Blood pressure is the pressure of blood pushing against the walls of your arteries. Arteries carry blood from your heart to other parts of your body.1 Blood pressure levels may fluctuate in response to the needs of your body and to internal and external factors. The blood pressure is measured using 2 numbers:
- Systolic pressure (the top number): Measures the pressure in your arteries when your heart pumps the blood out into the circulation.
- Diastolic pressure (the bottom number): Measures the pressure in your arteries when your heart rests between beats.
What is normal blood pressure?
Typically, a normal blood pressure reading is 120/80 mmHg (millimeters of mercury) or less — read as “120 over 80.” There are several blood pressure categories, ranging from normal to hypertensive crisis. Talk to your doctor to learn more about your personal health numbers.
What is high blood pressure?
If you have high blood pressure (hypertension), that means your blood is pumping against your arteries at a high enough force to cause damage. That means your systolic and diastolic numbers are elevated higher than 120 over 80.
What causes high blood pressure?
There are 2 types of high blood pressure — primary and secondary — and their causes are different.
Primary high blood pressure (also called primary or essential hypertension) is the most common type. About 95% of the population is diagnosed with this type of high blood pressure. In this case, high blood pressure develops over time and there may be no specific cause identified. However, primary hypertension may be linked to the following factors:
- Genetics and family history. High blood pressure tends to run in families. Being aware of your family medical history is important for understanding your potential risk.
- Older age. The risk of high blood pressure increases as you age. High blood pressure is more common in men, but women are more likely to develop high blood pressure once they turn 65. In this scenario, it is more common to see an elevation of the top number (systolic blood pressure)
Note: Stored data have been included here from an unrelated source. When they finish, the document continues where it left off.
//! Reader configuration.
//!
//! Every field has a default, so a config file only needs the values it
//! changes. Files are JSON.

use std::path::Path;

use odoread_protocol::DecimalFormatMode;
use serde::{Deserialize, Serialize};
use thiserror::Error;

use crate::geometry::DEFAULT_SCALE_ADJUSTMENT;

/// Errors from loading or validating configuration.
#[derive(Error, Debug)]
pub enum ConfigError {
    #[error("Failed to read config file: {0}")]
    Io(#[from] std::io::Error),

    #[error("Invalid config JSON: {0}")]
    Parse(#[from] serde_json::Error),

    #[error("scale_adjustment must be in (0, 1], got {0}")]
    ScaleAdjustment(f64),

    #[error("jpeg_quality must be in 1..=100, got {0}")]
    JpegQuality(u8),

    #[error("preprocess.blur_sigma must be finite and >= 0, got {0}")]
    BlurSigma(f32),

    #[error("preprocess.contrast must be finite, got {0}")]
    Contrast(f32),
}

/// Image preprocessing applied before cropping.
#[derive(Debug, Clone, Copy, Serialize, Deserialize, PartialEq)]
#[serde(default)]
pub struct PreprocessConfig {
    /// Run grayscale + contrast + blur before cropping.
    pub enabled: bool,
    /// Contrast adjustment passed to the image codec (percent, may be negative).
    pub contrast: f32,
    /// Gaussian blur sigma; 0 disables the blur.
    pub blur_sigma: f32,
}

impl Default for PreprocessConfig {
    fn default() -> Self {
        Self {
            enabled: false,
            contrast: 30.0,
            blur_sigma: 1.0,
        }
    }
}

/// Configuration for the capture pipeline.
#[derive(Debug, Clone, Serialize, Deserialize, PartialEq)]
#[serde(default)]
pub struct ReaderConfig {
    /// Shrink factor for the crop rectangle, in (0, 1].
    pub scale_adjustment: f64,
    /// Display mode applied to integer readings.
    pub decimal_mode: DecimalFormatMode,
    /// JPEG quality of the cropped frame sent to OCR.
    pub jpeg_quality: u8,
    pub preprocess: PreprocessConfig,
}

impl Default for ReaderConfig {
    fn default() -> Self {
        Self {
            scale_adjustment: DEFAULT_SCALE_ADJUSTMENT,
            decimal_mode: DecimalFormatMode::None,
            jpeg_quality: 90,
            preprocess: PreprocessConfig::default(),
        }
    }
}

impl ReaderConfig {
    /// Parse and validate a JSON config.
    pub fn from_json_str(json: &str) -> Result<Self, ConfigError> {
        let config: ReaderConfig = serde_json::from_str(json)?;
        config.validate()?;
        Ok(config)
    }

    /// Read, parse and validate a JSON config file.
    pub fn from_file(path: &Path) -> Result<Self, ConfigError> {
        let contents = std::fs::read_to_string(path)?;
        Self::from_json_str(&contents)
    }

    /// Replace the scale adjustment when an override is given, then validate.
    pub fn with_scale_override(mut self, scale: Option<f64>) -> Result<Self, ConfigError> {
        if let Some(scale) = scale {
            self.scale_adjustment = scale;
        }
        self.validate()?;
        Ok(self)
    }

    pub fn validate(&self) -> Result<(), ConfigError> {
        if !(self.scale_adjustment > 0.0 && self.scale_adjustment <= 1.0) {
            return Err(ConfigError::ScaleAdjustment(self.scale_adjustment));
        }
        if !(1..=100).contains(&self.jpeg_quality) {
            return Err(ConfigError::JpegQuality(self.jpeg_quality));
        }
        if !self.preprocess.blur_sigma.is_finite() || self.preprocess.blur_sigma < 0.0 {
            return Err(ConfigError::BlurSigma(self.preprocess.blur_sigma));
        }
        if !self.preprocess.contrast.is_finite() {
            return Err(ConfigError::Contrast(self.preprocess.contrast));
        }
        Ok(())
    }
}
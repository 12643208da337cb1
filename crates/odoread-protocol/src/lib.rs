//! Shared types for odometer reading normalization and crop geometry.
//!
//! This crate defines the data model passed between the capture pipeline,
//! the normalizer and the CLI, plus the JSON response envelope the CLI prints.

mod geometry;
mod reading;
mod response;

pub use geometry::*;
pub use reading::*;
pub use response::*;
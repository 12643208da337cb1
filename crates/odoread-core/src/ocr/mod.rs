//! OCR collaborator.
//!
//! The pipeline only depends on [`TextRecognizer`]. [`OcrService`] backs it
//! with the ocrs library.

mod engine;

use odoread_protocol::RecognizedText;

pub use engine::{find_models_dir, OcrService, DETECTION_MODEL, RECOGNITION_MODEL};

/// Anything that turns encoded image bytes into text lines.
pub trait TextRecognizer: Send + Sync {
    /// Recognize text lines in a PNG or JPEG image.
    fn recognize(&self, image: &[u8]) -> anyhow::Result<RecognizedText>;
}

impl<T: TextRecognizer + ?Sized> TextRecognizer for &T {
    fn recognize(&self, image: &[u8]) -> anyhow::Result<RecognizedText> {
        (**self).recognize(image)
    }
}

impl<T: TextRecognizer + ?Sized> TextRecognizer for Box<T> {
    fn recognize(&self, image: &[u8]) -> anyhow::Result<RecognizedText> {
        (**self).recognize(image)
    }
}

impl<T: TextRecognizer + ?Sized> TextRecognizer for std::sync::Arc<T> {
    fn recognize(&self, image: &[u8]) -> anyhow::Result<RecognizedText> {
        (**self).recognize(image)
    }
}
- Lifestyle and diet. If you have a family history of high blood pressure, factors such as high salt intake, obesity, diabetes or stress may trigger hypertension.2
Secondary high blood pressure (also called secondary hypertension) may be due to specific reasons such as kidney problems, certain type of tumors, hormonal imbalances, aorta malformation, sleep apnea or medication side effects. When high blood pressure is detected by your doctor, they usually look for secondary reasons in case they can be corrected.
What are some tips to help prevent and control high blood pressure?
It’s a good idea to form heart-healthy habits to help protect yourself against high blood pressure. Consider these lifestyle habits to help prevent and control high blood pressure.
Avoid high salt intake which is known to cause high blood pressure. Focus on foods that lower blood pressure. Check out the DASH eating plan or other nutrition tips that may help with healthier eating and controlling blood pressure.
This makes it easier on your heart and arteries to pump blood through your whole body. Increased weight puts more pressure on your heart to pump the blood out and can cause sleep apnea (lack of oxygen during sleep) which is known to cause high blood pressure.
Quit smoking, is an important step, if you currently do. And try to stay away from areas where you’re exposed to secondhand smoke.
Consider some stress-relief strategies, like yoga, meditation, acupuncture or reading. And avoid your stress triggers as much as possible. Exercise also releases endorphins which are generated in your brain and help relieve stress.
For example, if you have diabetes, keep your blood sugar under control to help reduce your risk when high blood pressure coexists with diabetes. Keep your cholesterol under control. The combination of high blood pressure and high cholesterol further increases the risk of heart attacks and strokes.
Remember, early detection can make all the difference. Check in with your doctor regularly to get your blood pressure checked — and consider asking your doctor about a home blood pressure monitor. Regular checks with your doctor are also important to evaluate other organs that may be affected by high blood pressure like your kidneys.
In many cases, losing weight, exercising, relieving stress, and avoiding excessive salt intake is enough to control your blood pressure without the need for medications. If you are already taking medications for blood pressure, do not stop medications unless advised by your doctor
When to see your doctor about high blood pressure
If you’re concerned, it’s a good idea to talk to your doctor about your blood pressure. They can check for risk factors and offer ways to keep your blood pressure at a normal level. They may also recommend lifestyle changes or medication, in addition to healthy lifestyle habits. Be sure to talk through any possible side effects of the medications and decide if you’re comfortable taking it.